Coraz więcej sklepów wymusza atencję swoich klientów, oferując im dostępne wyłącznie w aplikacji kupony, które przed wykorzystaniem (i skorzystaniem z promocji) trzeba jeszcze aktywować. Robią tak np. Lidl i Biedronka, przy okazji w pewien sposób dyskryminując osoby, które z różnych względów nie korzystają z aplikacji. Jest jednak prosty sposób, by obejść ten wymóg.
Wiele osób w Polsce nie korzysta ze smartfonów. Powody są różne, część osób po prostu nie chce takie cyfrowej smyczy, części nie są potrzebne małe komputerki z milionem zaawansowanych funkcji. Wiele osób, szczególnie seniorzy, narzekają na skomplikowaną obsługę.
Z drugiej strony mamy sieci sklepów, które oferują coraz więcej promocji wyłącznie dla użytkowników ich aplikacji. Trudno to zrozumieć: sporo osób pewnie ma jeszcze zwykłe plastikowe karty lojalnościowe Biedronki. Sieć wypuściła nawet takie małe karty, które można było przyczepić do kluczy i zawsze mieć przy sobie. Dziś duzi sprzedawcy coraz częściej dają kupony w aplikacji, które trzeba "aktywować" w tejże aplikacji, by móc skorzystać z promocji. Nietrudno się domyślić, że wymuszają uwagę swoich klientów, ale jednocześnie komplikują im życie.
Na genialny i prosty pomysł pozwalający na ominięcie problemu posiadania aplikacji i aktywowania kuponów wpada coraz większa grupa głównie seniorów oraz ich dzieci. W sklepach Lidla i Biedronki widać, że wiele osób skanuje przy kasie nie kod z ekranu telefonu, ale z wydrukowanej karteczki. Niektórzy mają je nawet zalaminowane, by się nie zniszczyły. W ten sposób robią zakupy o wiele wygodniej, niż przy użyciu smartfona.
Na czym polega ten trik?
Jest wykorzystywany na ogół przez seniorów, którzy nie mają lub nie są biegli w obsłudze smartfona. Umawiają się więc ze swoimi bliskimi, którzy na swoim smartfonie instalują aplikację i aktywują promocje. Senior tylko idzie na zakupy i korzysta z zapisanej w cyfrowej pamięci obniżki, skanując jednocześnie swoją własną prywatną kartę.
Zrobienie takiej namiastki jest dziecinnie proste: wystarczy zrobić zrzut ekranu telefonu z uruchomioną aplikacją danego sklepu, a następnie go wydrukować. Chodzi oczywiście o ekran z kodem wirtualnej karty.

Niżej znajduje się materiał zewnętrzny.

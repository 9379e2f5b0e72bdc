//! sluice: multi-tenant ETL engine for columnar warehouses.
//!
//! This crate handles:
//! - Resolving layered per-tenant configuration into frozen contexts
//! - Discovering and downloading source blobs (Azure, S3, GCS, local)
//! - Converting tabular files to a canonical columnar bronze layer
//! - Schema-driven transformation into a loadable silver layer
//! - Reconciling frames against live database schemas and streaming them
//!   through the bulk-load HTTP endpoint in live column order

pub mod config;
pub mod constants;
pub mod context;
pub mod convert;
pub mod error;
pub mod fetch;
pub mod jobs;
pub mod load;
pub mod pipeline;
pub mod schema;
pub mod seeds;
pub mod transform;

// Re-export commonly used items
pub use config::{ConfigResolver, GlobalSettings, RegistryEntry, TableJob};
pub use context::{LoadMode, StageDirs, TenantContext};
pub use error::PipelineError;
pub use jobs::{
    evening_dimension_refresh, morning_dimension_incremental, morning_fact_incremental, seed_load,
    JobDeps, SeedOutcome,
};
pub use pipeline::{JobOutcome, PipelineRunner, TableOutcome, TableStatus};

// Re-export from sluice-core
pub use sluice_core::{
    init_tracing, shutdown_signal, BackendSettings, BlobEntry, BlobStore, BlobStoreRef,
};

Warto zauważyć, że sklepy nadziewają się tu na konsekwencje komplikowania życia swoim klientom. Coraz więcej osób idąc do sklepu danej sieci, aktywuje wszystkie możliwe kupony, tak na zapas. To o wiele szybsze i prostsze od szukania tych, które akurat najbardziej nas interesują.

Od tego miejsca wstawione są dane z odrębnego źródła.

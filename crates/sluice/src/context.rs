//! Frozen per-tenant runtime context.
//!
//! A `TenantContext` is the only way stages see tenant configuration.
//! It is built once by the resolver and never mutated; credentials live
//! here and are never logged.

use std::path::{Path, PathBuf};

use indexmap::IndexMap;
use uuid::Uuid;

use crate::config::registry::ConstantsBackendKind;
use crate::config::settings::{
    BusinessRules, DatabaseSettings, FetchSettings, JobSettings, PoolSettings, StreamLoadSettings,
};
use crate::schema::{ColumnMapping, ComputedColumn, TableSchema};
use sluice_core::BackendSettings;

/// Load mode selects which working tree a run uses.
#[derive(Debug, Clone, Copy, PartialEq, Eq)]
pub enum LoadMode {
    Incremental,
    Historical,
}

impl LoadMode {
    pub fn dir_name(&self) -> &'static str {
        match self {
            LoadMode::Incremental => "incremental",
            LoadMode::Historical => "historical",
        }
    }
}

/// The three stage directories for one mode.
#[derive(Debug, Clone)]
pub struct StageDirs {
    /// Downloaded source files, exactly as fetched (post-decompression).
    pub source_files: PathBuf,
    /// Bronze layer: canonical columnar mirror of source.
    pub raw_parquet: PathBuf,
    /// Silver layer: transformed, validated, loadable frames.
    pub cleaned_parquet: PathBuf,
}

/// Frozen view of one tenant's identity, paths, credentials, schemas,
/// and runtime parameters.
pub struct TenantContext {
    pub tenant_id: Uuid,
    pub slug: String,
    pub name: String,
    pub schedule_priority: u32,

    pub database: DatabaseSettings,
    /// Database name from the registry (authoritative over YAML).
    pub database_name: String,
    pub db_password: String,

    pub pool: PoolSettings,
    pub stream_load: StreamLoadSettings,
    pub fetch: FetchSettings,
    pub storage: BackendSettings,
    pub constants_backend: ConstantsBackendKind,

    /// Tenant-scoped working tree root (`<base>/<slug>`).
    pub data_root: PathBuf,
    /// Tenant configuration directory (schemas, mappings, seeds).
    pub config_dir: PathBuf,

    pub jobs: JobSettings,
    pub business_rules: BusinessRules,
    pub schemas: Vec<TableSchema>,
    pub mappings: IndexMap<String, ColumnMapping>,
    pub computed: IndexMap<String, Vec<ComputedColumn>>,

    /// Flat key-value secrets from the tenant `.env`; never merged into
    /// the YAML tree.
    pub env: IndexMap<String, String>,
}

impl std::fmt::Debug for TenantContext {
    fn fmt(&self, f: &mut std::fmt::Formatter<'_>) -> std::fmt::Result {
        f.debug_struct("TenantContext")
            .field("tenant_id", &self.tenant_id)
            .field("slug", &self.slug)
            .field("database_name", &self.database_name)
            .field("data_root", &self.data_root)
            .finish_non_exhaustive()
    }
}

impl TenantContext {
    /// The three stage directories for `mode`, created on demand.
    pub fn stage_dirs(&self, mode: LoadMode) -> std::io::Result<StageDirs> {
        let base = self.data_root.join(mode.dir_name());
        let dirs = StageDirs {
            source_files: base.join("source_files"),
            raw_parquet: base.join("raw_parquet"),
            cleaned_parquet: base.join("cleaned_parquet"),
        };
        std::fs::create_dir_all(&dirs.source_files)?;
        std::fs::create_dir_all(&dirs.raw_parquet)?;
        std::fs::create_dir_all(&dirs.cleaned_parquet)?;
        Ok(dirs)
    }

    /// Stream-load endpoint for one target table.
    pub fn stream_load_url(&self, table: &str) -> String {
        format!(
            "http://{}:{}/api/{}/{}/_stream_load",
            self.database.host, self.database.http_port, self.database_name, table
        )
    }

    /// Column mapping for a table, if declared.
    pub fn mapping_for(&self, table: &str) -> Option<&ColumnMapping> {
        self.mappings.get(table)
    }

    /// Computed-column rules for a table, in dependency order.
    pub fn computed_for(&self, table: &str) -> &[ComputedColumn] {
        self.computed
            .get(table)
            .map(|rules| rules.as_slice())
            .unwrap_or_default()
    }

    /// Seeds directory for this tenant.
    pub fn seeds_dir(&self) -> PathBuf {
        self.config_dir.join("seeds")
    }

    /// True when `path` is nested under this tenant's working tree.
    pub fn owns_path(&self, path: &Path) -> bool {
        path.starts_with(&self.data_root)
    }
}

#[cfg(test)]
mod tests {
    use super::*;

    #[test]
    fn test_mode_dir_names() {
        assert_eq!(LoadMode::Incremental.dir_name(), "incremental");
        assert_eq!(LoadMode::Historical.dir_name(), "historical");
    }
}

W przypadku seniorów skanujących swoje prywatne karteczki wymagana jest oczywiście współpraca z dziećmi, wnukami czy znajomymi. Ale w większości rodzin zawsze znajdzie się ktoś, kto założy babci konto i będzie regularnie aktywował kupony. Starsza osoba może się tym kompletnie nie przejmować.
W grę wchodzi jeszcze potencjalny konflikt interesów wewnątrz rodziny. Chodzi o sytuację, gdy i senior, i jego dzieci będą chciały skorzystać z jakiejś promocji, np. osławionych trzech kostek masła za mniej niż 5 zł sztuka. Ten problem można łatwo rozwiązać: wystarczy zainstalować aplikację babci na telefonie członka rodziny, który w ogóle lub najrzadziej robi zakupy w danej sieci sklepów. Można też po prostu przelogować się co jakiś czas, aktywować kupony dla bliskiej osoby i wrócić na swój profil.